The pièce de résistance came in 2001 when he convinced PBS to carry his newest idea, a half-hour cooking show called “America’s Test Kitchen,” which Kimball himself would host. In his 16 years at the helm, it became public television’s most-watched cooking show, eventually drawing nearly 2 million viewers a week. Kimball added “Cook’s Country” in 2008.

But insiders told the New York Times that the cookie began to crumble in 2013 when the Boston Common board and investors suggested that Kimball start planning for his eventual successor. The company also wanted to increase its footprint in the digital world. Then in September 2015, just after Kimball had taped his ninth season of Cook’s Country at his Vermont home, he found that David Nussbaum had been hired to fill the new job of chief executive officer. It was a post that outranked Kimball, who was one of the company’s partners. New board members also wanted to see more profit generated.

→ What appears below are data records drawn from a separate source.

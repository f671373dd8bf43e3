//! Delegation record type definitions.

use std::fmt;

/// RecordType is the resource kind a delegation line describes.
#[derive(Debug, Clone, Copy, PartialEq, Eq, Hash, PartialOrd, Ord)]
pub enum RecordType {
    /// Block of autonomous system numbers
    Asn,
    /// IPv4 address block
    Ipv4,
    /// IPv6 address block
    Ipv6,
}

impl RecordType {
    /// All record types, in the order they are grouped for output.
    pub const ALL: [RecordType; 3] = [RecordType::Ipv4, RecordType::Ipv6, RecordType::Asn];

    /// Parse a record type from the literal type token.
    ///
    /// Tokens in delegation files are lower-case; matching is exact.
    pub fn parse(s: &str) -> Option<Self> {
        match s {
            "asn" => Some(RecordType::Asn),
            "ipv4" => Some(RecordType::Ipv4),
            "ipv6" => Some(RecordType::Ipv6),
            _ => None,
        }
    }

    /// Get the type token as written in delegation files.
    pub fn as_str(&self) -> &'static str {
        match self {
            RecordType::Asn => "asn",
            RecordType::Ipv4 => "ipv4",
            RecordType::Ipv6 => "ipv6",
        }
    }

    /// Returns `true` for the two address families.
    pub fn is_ip(&self) -> bool {
        matches!(self, RecordType::Ipv4 | RecordType::Ipv6)
    }

    /// Position used when grouping rows by type (IPv4, IPv6, ASN).
    pub fn group_order(&self) -> u8 {
        match self {
            RecordType::Ipv4 => 0,
            RecordType::Ipv6 => 1,
            RecordType::Asn => 2,
        }
    }
}

impl fmt::Display for RecordType {
    fn fmt(&self, f: &mut fmt::Formatter<'_>) -> fmt::Result {
        write!(f, "{}", self.as_str())
    }
}
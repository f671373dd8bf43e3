//! Error types for rirdex.

use thiserror::Error;

/// Error type for rirdex operations.
///
/// `NotFound`, `InvalidAddress` and `InvalidQuery` are ordinary outcomes of a
/// lookup and are meant to be matched on by callers; the remaining variants
/// report a broken source line or a failure of the underlying store.
#[derive(Error, Debug)]
pub enum Error {
    /// The lookup was well formed but no record matches
    #[error("no matches found")]
    NotFound,

    /// Malformed IP literal supplied to a query
    #[error("invalid IP address: {0}")]
    InvalidAddress(String),

    /// Malformed query or lookup key
    #[error("invalid query: {0}")]
    InvalidQuery(String),

    /// A delegation line violates the record grammar
    #[error("parse error: {0}")]
    Parse(#[from] ParseError),

    /// LMDB environment, transaction or database failure
    #[error("store error: {0}")]
    Store(#[from] heed3::Error),

    /// A secondary index points at a row that is not in the row store
    #[error("index references missing row {0}")]
    MissingRow(u32),

    /// The 32-bit row index space ran out during a rebuild
    #[error("row index space exhausted")]
    RowIndexExhausted,

    /// IO error
    #[error("IO error: {0}")]
    Io(#[from] std::io::Error),

    /// Configuration error
    #[error("configuration error: {0}")]
    Config(String),

    /// Download error
    #[error("download error: {0}")]
    Download(String),
}

impl Error {
    /// Returns `true` for the `NotFound` kind.
    pub fn is_not_found(&self) -> bool {
        matches!(self, Error::NotFound)
    }
}

/// Result type alias for rirdex operations.
pub type Result<T> = std::result::Result<T, Error>;

/// Error type for delegation record parsing.
#[derive(Error, Debug, Clone, PartialEq, Eq)]
pub enum ParseError {
    /// Fewer delimited fields than a record needs
    #[error("expected at least {expected} fields, found {found}")]
    MissingFields { expected: usize, found: usize },

    /// Count column is not a non-negative integer
    #[error("col 5, number expected: {0:?}")]
    InvalidCount(String),

    /// Type column is not asn, ipv4 or ipv6
    #[error("unknown record type: {0:?}")]
    UnknownType(String),

    /// Start column of an ASN record is not a 32-bit number
    #[error("invalid ASN number: {0:?}")]
    InvalidAsn(String),

    /// Start column of an IP record is not an address
    #[error("col 4, ip addr expected: {0:?}")]
    InvalidAddress(String),

    /// Start address family disagrees with the record type
    #[error("ip address / label version mismatch: {0:?}")]
    FamilyMismatch(String),

    /// IPv6 prefix length outside 0..=128
    #[error("invalid IPv6 prefix length: {0}")]
    InvalidPrefixLength(u64),

    /// IPv4 block with a zero host count
    #[error("empty address range")]
    EmptyRange,

    /// Block extends past the end of its number space
    #[error("range overflows the address or ASN space")]
    RangeOverflow,

    /// Line is not valid UTF-8
    #[error("line is not valid UTF-8")]
    InvalidUtf8,
}
//! Query grammar.
//!
//! ```text
//! as N [+]        rows of the ASN block containing N
//! ip ADDR [+]     row of the address block containing ADDR
//! na REGEX [+]    rows whose AS name matches REGEX (case-insensitive)
//! cc XX           rows with country code XX
//! all             every row
//! ```
//!
//! A trailing `+` widens the result to every row of the same organization.
//! Keywords are case-insensitive. Parsing never touches the store.

use once_cell::sync::Lazy;
use regex::Regex;
use std::fmt;
use std::net::IpAddr;

use crate::error::{Error, Result};
use crate::row::{sort_rows_by_type, unique_org_keys, Row};
use crate::store::IndexStore;

static ASN_QUERY: Lazy<Regex> =
    Lazy::new(|| Regex::new(r"(?i)^\s*ASN?\s+(\S+?)\s*(\+)?\s*$").expect("valid regex"));
static IP_QUERY: Lazy<Regex> =
    Lazy::new(|| Regex::new(r"(?i)^\s*IP\s+(\S+?)\s*(\+)?\s*$").expect("valid regex"));
static NAME_QUERY: Lazy<Regex> =
    Lazy::new(|| Regex::new(r"(?i)^\s*NA(?:ME)?\s+(.*?)\s*$").expect("valid regex"));
static COUNTRY_QUERY: Lazy<Regex> =
    Lazy::new(|| Regex::new(r"(?i)^\s*CC\s+([A-Z]{2})\s*$").expect("valid regex"));
static ALL_QUERY: Lazy<Regex> = Lazy::new(|| Regex::new(r"(?i)^\s*ALL\s*$").expect("valid regex"));

/// A parsed query.
#[derive(Debug, Clone, PartialEq, Eq)]
pub enum Query {
    Asn { asn: u32, associated: bool },
    Ip { addr: IpAddr, associated: bool },
    Name { pattern: String, associated: bool },
    Country(String),
    All,
}

impl Query {
    /// Parse one query line.
    pub fn parse(input: &str) -> Result<Self> {
        if let Some(caps) = ASN_QUERY.captures(input) {
            let asn = caps[1]
                .parse()
                .map_err(|_| Error::InvalidQuery(format!("invalid ASN: {}", &caps[1])))?;
            return Ok(Query::Asn {
                asn,
                associated: caps.get(2).is_some(),
            });
        }

        if let Some(caps) = IP_QUERY.captures(input) {
            let addr = caps[1]
                .parse()
                .map_err(|_| Error::InvalidAddress(caps[1].to_string()))?;
            return Ok(Query::Ip {
                addr,
                associated: caps.get(2).is_some(),
            });
        }

        if let Some(caps) = NAME_QUERY.captures(input) {
            // `+` is the association flag only when set apart by whitespace
            let rest = &caps[1];
            let (pattern, associated) = match rest.strip_suffix('+') {
                Some(head) if head.is_empty() || head.ends_with(char::is_whitespace) => {
                    (head.trim_end(), true)
                }
                _ => (rest, false),
            };
            if pattern.is_empty() {
                return Err(Error::InvalidQuery("empty name pattern".to_string()));
            }
            return Ok(Query::Name {
                pattern: pattern.to_string(),
                associated,
            });
        }

        if let Some(caps) = COUNTRY_QUERY.captures(input) {
            return Ok(Query::Country(caps[1].to_ascii_uppercase()));
        }

        if ALL_QUERY.is_match(input) {
            return Ok(Query::All);
        }

        Err(Error::InvalidQuery(input.trim().to_string()))
    }

    /// Returns `true` when the result is widened to associated rows.
    pub fn is_associated(&self) -> bool {
        match self {
            Query::Asn { associated, .. }
            | Query::Ip { associated, .. }
            | Query::Name { associated, .. } => *associated,
            Query::Country(_) | Query::All => false,
        }
    }

    /// Run the query.
    ///
    /// Rows come back grouped IPv4, IPv6, then ASN, with AS names attached.
    /// An empty result of a point lookup, name scan or country scan is
    /// reported as [`Error::NotFound`].
    pub fn run(&self, store: &IndexStore) -> Result<Vec<Row>> {
        let rows = match self {
            Query::Asn { asn, .. } => vec![store.find_by_asn(*asn)?],
            Query::Ip { addr, .. } => vec![store.find_by_ip(*addr)?],
            Query::Name { pattern, .. } => store.find_by_name(pattern)?,
            Query::Country(cc) => store.find_by_country(cc)?,
            Query::All => store.all_rows()?,
        };
        if rows.is_empty() && !matches!(self, Query::All) {
            return Err(Error::NotFound);
        }

        let mut rows = if self.is_associated() {
            expand_associated(store, rows)?
        } else {
            rows
        };
        sort_rows_by_type(&mut rows);
        store.attach_as_names(&mut rows)?;
        Ok(rows)
    }
}

impl fmt::Display for Query {
    fn fmt(&self, f: &mut fmt::Formatter<'_>) -> fmt::Result {
        let plus = if self.is_associated() { " +" } else { "" };
        match self {
            Query::Asn { asn, .. } => write!(f, "as {}{}", asn, plus),
            Query::Ip { addr, .. } => write!(f, "ip {}{}", addr, plus),
            Query::Name { pattern, .. } => write!(f, "na {}{}", pattern, plus),
            Query::Country(cc) => write!(f, "cc {}", cc),
            Query::All => f.write_str("all"),
        }
    }
}

/// Replace rows by every row of their organizations.
///
/// Rows without an org id are kept as they are.
pub fn expand_associated(store: &IndexStore, rows: Vec<Row>) -> Result<Vec<Row>> {
    let keys = unique_org_keys(&rows);
    let mut expanded: Vec<Row> = rows.into_iter().filter(|r| r.org_key().is_none()).collect();
    for key in keys {
        expanded.extend(store.find_associated(&key.registry, &key.org_id)?);
    }
    Ok(expanded)
}

/// Pipe-delimited output lines for one row.
///
/// ASN rows print `registry|cc|type|first|last|date|status|name`, with `last`
/// empty for single-ASN blocks. IP rows print one
/// `registry|cc|type|prefix|date|status` line per covering prefix.
pub fn output_lines(row: &Row) -> Vec<String> {
    if let Some(first) = row.asn() {
        let last = match row.asn_last() {
            Some(last) if row.count > 1 => last.to_string(),
            _ => String::new(),
        };
        return vec![[
            row.registry.as_str(),
            row.country_code.as_str(),
            row.record_type.as_str(),
            &first.to_string(),
            &last,
            row.date.as_str(),
            row.status.as_str(),
            row.as_name.as_deref().unwrap_or(""),
        ]
        .join("|")];
    }

    row.prefixes
        .iter()
        .map(|net| {
            [
                row.registry.as_str(),
                row.country_code.as_str(),
                row.record_type.as_str(),
                &net.to_string(),
                row.date.as_str(),
                row.status.as_str(),
            ]
            .join("|")
        })
        .collect()
}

“Quite frankly, the owners realized Chris is about 65, and they had to think of a long-term succession plan,” Nussbaum told the Times. “These owners were very clear they wanted someone to come and run the business for their heirs.”

They suggested Kimball continue to host his shows while writing a memoir. Kimball gagged.

“You end up as the guy in the white suit standing in front of the bucket of chicken,” he replied. Unable to reach an agreement, Kimball left or was fired, depending on whom you believe.

But matters were only starting to boil. After leaving his shows, Kimball announced last spring that he was starting Milk Street Kitchen with $6 million from backers who thought Kimball still was prime rib in a world filled with too much ground chuck. He began remodeling Boston’s Flour & Grain Exchange building at 177 Milk St. to start another empire that would include books along with a new magazine and TV show. Instead of cooking techniques that employ extended cooking (like roasting a chicken), Kimball said he was going to promote dishes that relied on texture, spice and freshness. He also said he was planning a cooking school, a national tour to launch the endeavor — even a chef’s knife.

But last Halloween, Boston Common stirred the pot by filing a lawsuit, alleging that Kimball and his third wife, who is a longtime show assistant, conspired to “literally and conceptually rip off” America’s Test Kitchen. It seeks unspecified monetary damages, including repaying part of his wages as host. (In 2015, he earned $1 million in salary and bonuses, according to the suit.) They also accuse him of stealing customer lists and at least 15 former ATK employees.

Kimball called the allegations false and/or twisted overall, but told the Times he did not want to get into a “pissing contest” over specifics. So while the matter simmers in court, you’ll have to keep up with Kimball at www.177milkstreet.com.

Today’s trivia

It’s a good bet that few people who try to do a John Wayne impersonation can resist using the word “pilgrim.” But according to Wayne’s film fans, in how many movies did the Duke actually utter the word — and can you name them?

Answer to Wednesday’s trivia: In 1969, Jack Cover began to develop a new weapon that would enable law enforcement officers to subdue criminal suspects by using an electric current. The device fired two small dart-like electrodes which delivered a usually non-lethal shock that caused extreme pain and disrupted muscle control, resulting in “neuromuscular incapacitation.” Cover called his invention a Taser, which is an acronym for the title of one of Cover’s favorite childhood books — the 1911 “Tom (A.) Swift and his Electric Rifle.” Cover, who once studied physics under Enrico Fermi and later worked on NASA’s Apollo moon landing program, died of pneumonia in 2009 at age 88.